Competing and Succeeding
Today, Devyn competes in schooling and rated shows in the Pre-Children’s Hunter divisions, and on an IEA interscholastic team. She has even competed in out-of-state rated shows, one of her favorites being at Chagrin Valley Farms in Chagrin Falls, Ohio. “The first year I went to Chagrin, I ended up winning my first big class on a 16-hand gelding named Bentley, a horse I rode at the time,” she said. “The first year I did the IEA team, I made it to Zone Finals with my team. I ended up doing really well at both Regionals and the Zones. I really felt like I fit in, finally.”
So how does she handle a course of jumps with only a sliver of vision? “Schooling shows are easier as I can school the course until I’ve really learned the layout of the ring. Rated shows are, of course, harder, especially if there’s no schooling, but I spend a lot of time walking the course on foot. I can see a jump right in front of me, so as long as I know the layout, I remember where to steer. Of course, I really trust my horse, too!” she said.
“I spend a lot of time picking out landmarks.

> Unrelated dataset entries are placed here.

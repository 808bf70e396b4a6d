//! The address space of the chip.
//!
//! - `0x000-0x04F` - The built in `4x5` pixel font set (`0-F`)
//! - `0x050-0x1FF` - Reserved for the interpreter
//! - `0x200-0xFFF` - Program ROM and work RAM
use std::fmt;

use crate::{
    definitions::memory,
    opcode::{build_opcode, Opcode},
    MemoryError,
};

/// The bounds checked memory of the chip.
#[derive(Clone)]
pub struct Memory {
    data: Box<[u8; memory::SIZE]>,
}

impl Default for Memory {
    fn default() -> Self {
        Self {
            data: Box::new([0; memory::SIZE]),
        }
    }
}

impl Memory {
    /// will create a new zeroed memory block
    pub fn new() -> Self {
        Self::default()
    }

    /// Will zero the whole memory.
    pub fn reset(&mut self) {
        self.data.fill(0);
    }

    /// The amount of bytes that can be addressed.
    pub fn len(&self) -> usize {
        self.data.len()
    }

    pub fn is_empty(&self) -> bool {
        self.data.is_empty()
    }

    /// checks that `len` bytes starting at `address` are inside the memory
    fn check(&self, address: usize, len: usize) -> Result<(), MemoryError> {
        match address.checked_add(len) {
            Some(end) if end <= self.data.len() => Ok(()),
            _ => Err(MemoryError::OutOfRange { address, len }),
        }
    }

    /// Will read a single byte.
    pub fn read(&self, address: usize) -> Result<u8, MemoryError> {
        self.check(address, 1)?;
        Ok(self.data[address])
    }

    /// Will write a single byte.
    pub fn write(&mut self, address: usize, value: u8) -> Result<(), MemoryError> {
        self.check(address, 1)?;
        self.data[address] = value;
        Ok(())
    }

    /// Will copy the buffer into memory starting at `offset`.
    ///
    /// The whole range is validated before anything is written, so a buffer
    /// that does not fit leaves the memory unmodified.
    pub fn load(&mut self, bytes: &[u8], offset: usize) -> Result<(), MemoryError> {
        self.slice_mut(offset, bytes.len())?.copy_from_slice(bytes);
        Ok(())
    }

    /// A read only view of `len` bytes starting at `address`.
    pub fn slice(&self, address: usize, len: usize) -> Result<&[u8], MemoryError> {
        self.check(address, len)?;
        Ok(&self.data[address..(address + len)])
    }

    /// A mutable view of `len` bytes starting at `address`.
    pub fn slice_mut(&mut self, address: usize, len: usize) -> Result<&mut [u8], MemoryError> {
        self.check(address, len)?;
        Ok(&mut self.data[address..(address + len)])
    }

    /// Will fetch the big endian opcode at the given pointer.
    pub fn fetch(&self, pointer: usize) -> Result<Opcode, MemoryError> {
        build_opcode(&self.data[..], pointer)
    }

    /// The raw content of the memory.
    pub fn as_slice(&self) -> &[u8] {
        &self.data[..]
    }
}

impl fmt::Debug for Memory {
    fn fmt(&self, f: &mut fmt::Formatter<'_>) -> fmt::Result {
        f.debug_struct("Memory")
            .field("len", &self.data.len())
            .finish()
    }
}

impl fmt::Display for Memory {
    fn fmt(&self, f: &mut fmt::Formatter<'_>) -> fmt::Result {
        f.write_str(&crate::chip8::print::memory_dump(self.as_slice(), 0))
    }
}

Decorations, large objects, anything I can use to help me know when to turn. I count strides and have learned to really feel my horse. I can feel their body language change when we’re approaching the jump and about to take off. I use the same tools in flat classes and the schooling ring. I try to pick one spot and stick to it and not change my track much. I can hear horses coming by their breathing and footsteps. I struggle if there are jumps that match the footing, such as white jumps and light sand, but I do my best,” she explained on the obvious questions most are too hesitant to ask.
She now has her own horse, Chance. As she put it, there was an instant connection and she knew she had to have this horse. She’s been jumping 3’ at home, and is hoping to move up to the Children’s Hunters later this year. Devyn may not see all of the stars she’s reaching for, but that hasn’t stopped her from reaching for them.